ソラと同じでゲーム好きなリク。リクの影響でソラもゲーム好きになったのだ。

辛辣なソラである。


「ただいま」

「お邪魔します〜」

ソラとモモは一緒に帰宅する。

「おかえり、ソラ。モモちゃんも!久しぶり」

「リク君お久しぶりです!」

ゲームのやり過ぎで目が悪く、メガネをかけないとど近眼である。おしゃれに無頓着で髪の毛も染めてない。身長176センチ、ソラと同じく引きこもりがちなので色白である。

ただ他人が見れば、イケメンに見えるらしい。

「ドーナツ買って来たんだ、モモちゃんも食べる?」

リクはドーナツの箱を見せる。

「それ新しくできたお店のですよね?すごい行列の…!」

モモが感動してる。

「ソラ小さい時からドーナツ好きだったなあって思って、食べさせてあげたくてね、1時間並んじゃった。

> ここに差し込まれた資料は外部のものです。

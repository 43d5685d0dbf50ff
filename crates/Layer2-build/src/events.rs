//! Build-job progress broadcasting
//!
//! Ephemeral fan-out keyed by build-job id. No snapshot or replay: a client
//! that connects after the job finished receives nothing.

use dockhand_stream::{Fanout, PushEvent, Subscriber};
use serde_json::json;
use tracing::debug;
use uuid::Uuid;

/// Terminal status of a build job
#[derive(Debug, Clone, Copy, PartialEq, Eq)]
pub enum BuildStatus {
    Success,
    Fail,
}

impl BuildStatus {
    pub fn as_str(&self) -> &'static str {
        match self {
            BuildStatus::Success => "success",
            BuildStatus::Fail => "fail",
        }
    }
}

/// Fans build progress out to per-job subscriber sets
#[derive(Default)]
pub struct BuildBroadcaster {
    fanout: Fanout<String>,
}

impl BuildBroadcaster {
    pub fn new() -> Self {
        Self::default()
    }

    /// Register a subscriber for a job; acknowledges with `connected`
    pub fn register_client(&self, job_id: &str, subscriber: Subscriber) {
        subscriber.send(PushEvent::new("connected", job_id));
        self.fanout.add(job_id.to_string(), subscriber);
    }

    /// Remove one subscriber from a job
    pub fn remove_client(&self, job_id: &str, subscriber_id: Uuid) {
        self.fanout.remove(&job_id.to_string(), subscriber_id);
    }

    /// Fan a JSON payload out to every current subscriber of a job.
    ///
    /// With no subscribers this is a logged no-op.
    pub fn broadcast(&self, job_id: &str, event: &str, payload: &serde_json::Value) {
        let delivered = self.fanout.send(
            &job_id.to_string(),
            PushEvent::new(event, payload.to_string()),
        );
        if delivered == 0 {
            debug!(job_id, event, "Broadcast with no subscribers");
        }
    }

    /// Convenience for a progress log line
    pub fn log(&self, job_id: &str, message: &str) {
        self.broadcast(job_id, "log", &json!({"jobId": job_id, "message": message}));
    }

    /// Emit the terminal `finished` event, then discard the job's state.
    ///
    /// All subscriber sinks end here; later registrations see nothing.
    pub fn finalize_job(&self, job_id: &str, status: BuildStatus) {
        self.broadcast(
            job_id,
            "finished",
            &json!({"jobId": job_id, "status": status.as_str()}),
        );
        let dropped = self.fanout.drop_key(&job_id.to_string());
        debug!(job_id, dropped, "Finalized build job");
    }

    /// Current subscriber count for a job
    pub fn subscriber_count(&self, job_id: &str) -> usize {
        self.fanout.count(&job_id.to_string())
    }
}

#[cfg(test)]
mod tests {
    use super::*;

    #[tokio::test]
    async fn test_broadcast_fans_out_to_all_subscribers() {
        let broadcaster = BuildBroadcaster::new();
        let (sub_a, mut rx_a) = Subscriber::channel();
        let (sub_b, mut rx_b) = Subscriber::channel();

        broadcaster.register_client("job-1", sub_a);
        broadcaster.register_client("job-1", sub_b);

        // Both receive the connected acknowledgement first
        assert_eq!(rx_a.recv().await.unwrap().event, "connected");
        assert_eq!(rx_b.recv().await.unwrap().event, "connected");

        broadcaster.log("job-1", "pulling base image");

        let event = rx_a.recv().await.unwrap();
        assert_eq!(event.event, "log");
        assert!(event.data.contains("pulling base image"));
        assert_eq!(rx_b.recv().await.unwrap().event, "log");
    }

    #[tokio::test]
    async fn test_finalize_emits_finished_and_discards_state() {
        let broadcaster = BuildBroadcaster::new();
        let (sub, mut rx) = Subscriber::channel();
        broadcaster.register_client("job-1", sub);
        rx.recv().await.unwrap(); // connected

        broadcaster.finalize_job("job-1", BuildStatus::Fail);

        let finished = rx.recv().await.unwrap();
        assert_eq!(finished.event, "finished");
        assert!(finished.data.contains("\"status\":\"fail\""));

        assert_eq!(broadcaster.subscriber_count("job-1"), 0);
    }

    #[tokio::test]
    async fn test_late_subscriber_after_finalize_receives_nothing() {
        let broadcaster = BuildBroadcaster::new();
        broadcaster.finalize_job("job-1", BuildStatus::Success);

        let (sub, mut rx) = Subscriber::channel();
        broadcaster.register_client("job-1", sub);

        // Only the connected acknowledgement; no replay of finished
        assert_eq!(rx.recv().await.unwrap().event, "connected");
        assert!(rx.try_recv().is_err());
    }

    #[test]
    fn test_broadcast_without_subscribers_is_noop() {
        let broadcaster = BuildBroadcaster::new();
        broadcaster.log("absent", "nobody listening");
    }

    #[tokio::test]
    async fn test_remove_client_stops_delivery() {
        let broadcaster = BuildBroadcaster::new();
        let (sub, mut rx) = Subscriber::channel();
        let id = sub.id();

        broadcaster.register_client("job-1", sub);
        rx.recv().await.unwrap(); // connected
        broadcaster.remove_client("job-1", id);

        broadcaster.log("job-1", "after removal");
        assert!(rx.try_recv().is_err());
    }
}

」

微笑むリクを白い目で見るソラ。

「相変わらず妹に甘いですね、いただきます」

リクはソラに甘々な兄なのだ。

3人でドーナツを頬張る。

そいえばこの前も甲斐さんにドーナツ貰った…これも美味しいけど、この前のがあったかくて好きだな。

ソラが思い出して微笑む。

「ソラ、そんなに美味しかった?買ってきてよかったー!また買ってくるね!」

リクが嬉しそうに話す。

「美味しいけど、そんなにいらない」

ソラが真顔で答える。

「だって、笑ってたじゃん?」

「笑ってた?」

ソラは自分で気づいていない。

「彼氏の事とか思い出してたんじゃない?」

モモがからかう。

「彼氏?」

リクが反応する。

「彼氏じゃないってば!ただのバイト先の店長!」

「私誰って言ってないよ〜」

リクが立ち上がる。

「ソラ、お兄ちゃん彼氏なんて聞いてないよ」

「やば…」

モモが静かになる。

「だから彼氏じゃないって」

「紹介しなさい。」

「はい?」

「バイトの店長だか、彼氏だか知らないけど、お兄ちゃんが見極める。

いずれそんな日が来るとは思ってた、頭ごなしに反対するのはよくない。だけど受け入れるにはまだ…」

何やらごちゃごちゃ話し始めた。

「リク君イケメンなんだけど、シスコンなんだよねえ。」

モモは残念そうに二つ目のドーナツを食べている。

これは、紹介するまで終わらないかもしれない…ソラは急に食欲が無くなった。